Tomás Markey
💡Product Design

A Handy Lamp

An innovative lighting solution that combines elegant design with practical functionality, creating the perfect ambient lighting for modern living spaces.

In ProgressProduct Design
A Handy Lamp

The A Handy Lamp in its natural environment, my workbench.

Project Overview

A Handy Lamp is a robotic angle-poise desk lamp built to always point the light where your hands are working across a table or workbench.

To make this possible, inside are 5 servo motors mounted at each joint, along with a micro camera mounted inside the lightbox itself. The camera takes in a live feed of the workbench. This is fed into a barebones machine vision model to recognise hand shapes. From here, the controller program sends instructions to the motors inside each joint, for the lamp as a whole to move with the sole purpose of keeping these hands in the centre of the camera. Since the camera is mounted onto the lightbox, it ensures the LED’s are always illuminating the hands and whatever they are working on - handy right?

The Motivation

A consistent inconvenience I face every day working at my admittedly large desk is that my angle poise lamp always needs adjusting as I move around during the making process. An example of a common workflow I’d encounter is sketching something into a booklet - an exercise that needs focused light in the right direction so my hand doesn’t cast a shadow onto where I draw. Then moving to check on my 3D print as it progresses - requiring the lamp to be directed through the glass. Then moving up to find a specific tool or part box on the shelf rack above my desk - again requiring some intentional lamp poising.

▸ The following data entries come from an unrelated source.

//! Reference extractors: which other resources a record points at.

use std::sync::Arc;

use rustc_hash::FxHashMap;
use serde_json::Value as Json;

use magnitude_core::{ResourceIdentity, ResourceRecord, Uid};
use magnitude_store::CacheSnapshot;

const RBAC_GROUP: &str = "rbac.authorization.k8s.io";

/// Read-only lookups available to extractors while a graph is being built.
pub struct GraphContext<'a> {
    snapshot: &'a CacheSnapshot,
    by_uid: FxHashMap<Uid, &'a ResourceIdentity>,
}

impl<'a> GraphContext<'a> {
    pub fn new(snapshot: &'a CacheSnapshot) -> Self {
        let mut by_uid = FxHashMap::default();
        for rec in snapshot.iter() {
            if let Some(uid) = rec.uid {
                by_uid.insert(uid, &rec.identity);
            }
        }
        Self { snapshot, by_uid }
    }

    pub fn snapshot(&self) -> &'a CacheSnapshot { self.snapshot }

    pub fn contains(&self, identity: &ResourceIdentity) -> bool { self.snapshot.contains(identity) }

    pub fn get(&self, identity: &ResourceIdentity) -> Option<&'a Arc<ResourceRecord>> {
        let snap: &'a CacheSnapshot = self.snapshot;
        snap.get(identity)
    }

    pub fn by_uid(&self, uid: &Uid) -> Option<&'a ResourceIdentity> { self.by_uid.get(uid).copied() }

    /// Records of one kind, optionally narrowed to a namespace.
    pub fn of_kind_in(&self, group: &'a str, kind: &'a str, namespace: Option<&'a str>) -> impl Iterator<Item = &'a Arc<ResourceRecord>> + 'a {
        let snap: &'a CacheSnapshot = self.snapshot;
        snap.of_kind(group, kind)
            .filter(move |r| namespace.is_none() || r.identity.namespace.as_deref() == namespace)
    }
}

pub type Extractor = Arc<dyn Fn(&ResourceRecord, &GraphContext<'_>) -> Vec<ResourceIdentity> + Send + Sync>;

/// Extractors keyed by kind. A kind may have several; their results are concatenated.
#[derive(Clone)]
pub struct ExtractorRegistry {
    by_kind: FxHashMap<String, Vec<Extractor>>,
}

impl Default for ExtractorRegistry {
    fn default() -> Self { Self::with_builtins() }
}

impl ExtractorRegistry {
    pub fn empty() -> Self { Self { by_kind: FxHashMap::default() } }

    /// Registry preloaded with the core Kubernetes relationships.
    pub fn with_builtins() -> Self {
        let mut reg = Self::empty();
        reg.register("Pod", |r, _| pod_spec_refs(r.spec.get("spec"), r.identity.namespace.as_deref()));
        for kind in ["Deployment", "ReplicaSet", "StatefulSet", "DaemonSet", "Job"] {
            reg.register(kind, |r, _| pod_spec_refs(template_spec(r.spec.get("spec")), r.identity.namespace.as_deref()));
        }
        reg.register("CronJob", |r, _| {
            let job = r.spec.get("spec").and_then(|s| s.get("jobTemplate")).and_then(|j| j.get("spec"));
            pod_spec_refs(template_spec(job), r.identity.namespace.as_deref())
        });
        reg.register("Service", service_pods);
        reg.register("Ingress", ingress_refs);
        reg.register("PersistentVolumeClaim", |r, _| {
            str_at(r.spec.get("spec"), &["volumeName"])
                .map(|pv| vec![ResourceIdentity::new("", "PersistentVolume", None, pv)])
                .unwrap_or_default()
        });
        reg.register("RoleBinding", binding_refs);
        reg.register("ClusterRoleBinding", binding_refs);
        reg
    }

    pub fn register<F>(&mut self, kind: &str, f: F) -> &mut Self
    where
        F: Fn(&ResourceRecord, &GraphContext<'_>) -> Vec<ResourceIdentity> + Send + Sync + 'static,
    {
        self.by_kind.entry(kind.to_string()).or_default().push(Arc::new(f));
        self
    }

    pub fn kinds(&self) -> Vec<&str> {
        let mut v: Vec<&str> = self.by_kind.keys().map(String::as_str).collect();
        v.sort_unstable();
        v
    }

    pub fn extract(&self, record: &ResourceRecord, ctx: &GraphContext<'_>) -> Vec<ResourceIdentity> {
        match self.by_kind.get(&record.identity.kind) {
            Some(fs) => fs.iter().flat_map(|f| f(record, ctx)).collect(),
            None => Vec::new(),
        }
    }
}

fn str_at<'a>(v: Option<&'a Json>, path: &[&str]) -> Option<&'a str> {
    let mut cur = v?;
    for key in path {
        cur = cur.get(*key)?;
    }
    cur.as_str().filter(|s| !s.is_empty())
}

fn array<'a>(v: Option<&'a Json>, key: &str) -> impl Iterator<Item = &'a Json> + 'a {
    v.and_then(|x| x.get(key)).and_then(|a| a.as_array()).into_iter().flatten()
}

fn template_spec(workload_spec: Option<&Json>) -> Option<&Json> {
    workload_spec.and_then(|s| s.get("template")).and_then(|t| t.get("spec"))
}

/// ConfigMaps, Secrets, PVCs and the ServiceAccount a pod spec mounts or reads.
fn pod_spec_refs(spec: Option<&Json>, ns: Option<&str>) -> Vec<ResourceIdentity> {
    let mut out = Vec::new();
    let Some(spec) = spec else { return out };
    let cm = |name: &str| ResourceIdentity::new("", "ConfigMap", ns, name);
    let secret = |name: &str| ResourceIdentity::new("", "Secret", ns, name);

    for vol in array(Some(spec), "volumes") {
        if let Some(n) = str_at(Some(vol), &["configMap", "name"]) {
            out.push(cm(n));
        }
        if let Some(n) = str_at(Some(vol), &["secret", "secretName"]) {
            out.push(secret(n));
        }
        if let Some(n) = str_at(Some(vol), &["persistentVolumeClaim", "claimName"]) {
            out.push(ResourceIdentity::new("", "PersistentVolumeClaim", ns, n));
        }
        for src in array(vol.get("projected"), "sources") {
            if let Some(n) = str_at(Some(src), &["configMap", "name"]) {
                out.push(cm(n));
            }
            if let Some(n) = str_at(Some(src), &["secret", "name"]) {
                out.push(secret(n));
            }
        }
    }

    let containers = ["containers", "initContainers", "ephemeralContainers"].into_iter().flat_map(|k| array(Some(spec), k));
    for c in containers {
        for from in array(Some(c), "envFrom") {
            if let Some(n) = str_at(Some(from), &["configMapRef", "name"]) {
                out.push(cm(n));
            }
            if let Some(n) = str_at(Some(from), &["secretRef", "name"]) {
                out.push(secret(n));
            }
        }
        for env in array(Some(c), "env") {
            if let Some(n) = str_at(Some(env), &["valueFrom", "configMapKeyRef", "name"]) {
                out.push(cm(n));
            }
            if let Some(n) = str_at(Some(env), &["valueFrom", "secretKeyRef", "name"]) {
                out.push(secret(n));
            }
        }
    }

    for ps in array(Some(spec), "imagePullSecrets") {
        if let Some(n) = str_at(Some(ps), &["name"]) {
            out.push(secret(n));
        }
    }
    if let Some(sa) = str_at(Some(spec), &["serviceAccountName"]).or_else(|| str_at(Some(spec), &["serviceAccount"])) {
        out.push(ResourceIdentity::new("", "ServiceAccount", ns, sa));
    }
    out
}

fn service_pods(rec: &ResourceRecord, ctx: &GraphContext<'_>) -> Vec<ResourceIdentity> {
    let Some(selector) = rec.spec.get("spec").and_then(|s| s.get("selector")).and_then(|s| s.as_object()) else {
        return Vec::new();
    };
    if selector.is_empty() {
        return Vec::new();
    }
    let wanted: Vec<(&str, &str)> = selector.iter().filter_map(|(k, v)| v.as_str().map(|v| (k.as_str(), v))).collect();
    ctx.of_kind_in("", "Pod", rec.identity.namespace.as_deref())
        .filter(|pod| wanted.iter().all(|(k, v)| pod.label(k) == Some(*v)))
        .map(|pod| pod.identity.clone())
        .collect()
}

fn ingress_refs(rec: &ResourceRecord, _ctx: &GraphContext<'_>) -> Vec<ResourceIdentity> {
    let ns = rec.identity.namespace.as_deref();
    let spec = rec.spec.get("spec");
    let svc = |b: &Json| {
        str_at(Some(b), &["service", "name"])
            .or_else(|| str_at(Some(b), &["serviceName"]))
            .map(|n| ResourceIdentity::new("", "Service", ns, n))
    };
    let mut out = Vec::new();
    for key in ["defaultBackend", "backend"] {
        if let Some(id) = spec.and_then(|s| s.get(key)).and_then(svc) {
            out.push(id);
        }
    }
    for rule in array(spec, "rules") {
        for path in array(rule.get("http"), "paths") {
            if let Some(id) = path.get("backend").and_then(svc) {
                out.push(id);
            }
        }
    }
    for tls in array(spec, "tls") {
        if let Some(n) = str_at(Some(tls), &["secretName"]) {
            out.push(ResourceIdentity::new("", "Secret", ns, n));
        }
    }
    out
}

fn binding_refs(rec: &ResourceRecord, _ctx: &GraphContext<'_>) -> Vec<ResourceIdentity> {
    let ns = rec.identity.namespace.as_deref();
    let mut out = Vec::new();
    for subject in array(Some(&rec.spec), "subjects") {
        if str_at(Some(subject), &["kind"]) != Some("ServiceAccount") {
            continue;
        }
        if let Some(name) = str_at(Some(subject), &["name"]) {
            let sub_ns = str_at(Some(subject), &["namespace"]).or(ns);
            out.push(ResourceIdentity::new("", "ServiceAccount", sub_ns, name));
        }
    }
    let role_ref = rec.spec.get("roleRef");
    if let Some(name) = str_at(role_ref, &["name"]) {
        match str_at(role_ref, &["kind"]) {
            Some("ClusterRole") => out.push(ResourceIdentity::new(RBAC_GROUP, "ClusterRole", None, name)),
            Some("Role") => out.push(ResourceIdentity::new(RBAC_GROUP, "Role", ns, name)),
            _ => {}
        }
    }
    out
}

#[cfg(test)]
mod tests {
    use super::*;

    #[test]
    fn pod_spec_refs_cover_volumes_env_and_pull_secrets() {
        let spec = serde_json::json!({
            "serviceAccountName": "runner",
            "imagePullSecrets": [ { "name": "regcred" } ],
            "volumes": [
                { "name": "a", "configMap": { "name": "cfg" } },
                { "name": "b", "secret": { "secretName": "tls" } },
                { "name": "c", "persistentVolumeClaim": { "claimName": "data" } },
                { "name": "d", "projected": { "sources": [ { "configMap": { "name": "proj-cfg" } }, { "secret": { "name": "proj-sec" } } ] } }
            ],
            "initContainers": [ { "name": "init", "envFrom": [ { "secretRef": { "name": "init-env" } } ] } ],
            "containers": [ {
                "name": "main",
                "envFrom": [ { "configMapRef": { "name": "env-cfg" } } ],
                "env": [ { "name": "PW", "valueFrom": { "secretKeyRef": { "name": "pw", "key": "k" } } } ]
            } ]
        });
        let refs = pod_spec_refs(Some(&spec), Some("ns"));
        let names: Vec<String> = refs.iter().map(|r| format!("{}/{}", r.kind, r.name)).collect();
        for want in [
            "ConfigMap/cfg",
            "Secret/tls",
            "PersistentVolumeClaim/data",
            "ConfigMap/proj-cfg",
            "Secret/proj-sec",
            "Secret/init-env",
            "ConfigMap/env-cfg",
            "Secret/pw",
            "Secret/regcred",
            "ServiceAccount/runner",
        ] {
            assert!(names.iter().any(|n| n == want), "missing {} in {:?}", want, names);
        }
        assert!(refs.iter().all(|r| r.namespace.as_deref() == Some("ns")));
    }

    #[test]
    fn custom_kinds_can_be_registered() {
        let mut reg = ExtractorRegistry::empty();
        reg.register("Widget", |r, _| vec![ResourceIdentity::new("", "ConfigMap", r.identity.namespace.as_deref(), "widget-cfg")]);
        assert_eq!(reg.kinds(), vec!["Widget"]);
        let rec = ResourceRecord::from_document(serde_json::json!({
            "apiVersion": "example.com/v1",
            "kind": "Widget",
            "metadata": { "name": "w", "namespace": "ns", "resourceVersion": "1" }
        }))
        .unwrap();
        let snap = CacheSnapshot::default();
        let ctx = GraphContext::new(&snap);
        assert_eq!(reg.extract(&rec, &ctx), vec![ResourceIdentity::new("", "ConfigMap", Some("ns"), "widget-cfg")]);
    }
}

Of course none of this can qualify as anything more than a minor inconvenience - I’ve lived with it for many months, but why settle? Part of the joy with this project is exploring what it means to not settle, despite the arguably inconsequential nature of the solution.

Project Gallery

A Handy Lamp

Design Sketches

Initial Concepts

The first design sketches and concept explorations showing the core features of the lamp's desired functionality.

A Handy Lamp

First 1:2 scale model

Development Process

Prototype development via 3D printing to produce a 1:2 scale model, demonstrating the basic mobility of the lamp as well as its presence in a real-world setting.

A Handy Lamp

Iterative design process

Continued Development

The lamp required a widened frame to accommodate internal motors and a camera. The photo shows the first iteration of the widened frame, and how its physical presence differs from the first model.

A Handy Lamp

1:1 scale model

Real-World Setup

The 1:1 scale model was used to test the lamp frame in a real-world setting, and to evaluate the design's practicality. The photo shows how contrasting the form is to a traditional angle poise lamp.